(Beginning of STUDY MATERIAL)
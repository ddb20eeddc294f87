//! Index-style access.
//!
//! [`ArrayAccess`] names the four offset operations; [`Collection`] implements
//! them as aliases over `has`/`get`/`set`/`remove`. The `[]` operators are
//! provided through [`Index`] and [`IndexMut`].

use super::collection::Collection;
use super::key::Key;
use std::ops::{Index, IndexMut};

/// Offset-based access to a keyed container.
pub trait ArrayAccess<V> {
    /// Checks if an entry exists at `key`.
    fn exists(&self, key: impl Into<Key>) -> bool;

    /// Returns the value at `key`, if present.
    fn read(&self, key: impl Into<Key>) -> Option<&V>;

    /// Inserts or overwrites the value at `key`.
    fn write(&mut self, key: impl Into<Key>, value: V);

    /// Removes the entry at `key`, returning its value.
    fn delete(&mut self, key: impl Into<Key>) -> Option<V>;
}

impl<V> ArrayAccess<V> for Collection<V> {
    #[inline]
    fn exists(&self, key: impl Into<Key>) -> bool {
        self.has(key)
    }

    #[inline]
    fn read(&self, key: impl Into<Key>) -> Option<&V> {
        self.get(key)
    }

    #[inline]
    fn write(&mut self, key: impl Into<Key>, value: V) {
        self.set(key, value)
    }

    #[inline]
    fn delete(&mut self, key: impl Into<Key>) -> Option<V> {
        self.remove(key)
    }
}

/// Panics if `key` is missing, like `HashMap`. Use [`Collection::get`] to
/// read without panicking.
impl<V, K: Into<Key>> Index<K> for Collection<V> {
    type Output = V;

    fn index(&self, key: K) -> &V {
        let key = key.into();
        match self.get(&key) {
            Some(value) => value,
            None => panic!("no entry found for key {key}"),
        }
    }
}

/// Overwrites an existing entry in place. Panics if `key` is missing; use
/// [`Collection::set`] or [`ArrayAccess::write`] to insert.
impl<V, K: Into<Key>> IndexMut<K> for Collection<V> {
    fn index_mut(&mut self, key: K) -> &mut V {
        let key = key.into();
        match self.get_mut(&key) {
            Some(value) => value,
            None => panic!("no entry found for key {key}"),
        }
    }
}
//! Macro utilities for building collections

pub mod collections;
(End of STUDY MATERIAL)
What the answer needs is every line from the data above with "ArrayAccess" in it.

*WRITTEN SOLUTION:*
//! [`ArrayAccess`] names the four offset operations; [`Collection`] implements
pub trait ArrayAccess<V> {
impl<V> ArrayAccess<V> for Collection<V> {
/// [`Collection::set`] or [`ArrayAccess::write`] to insert.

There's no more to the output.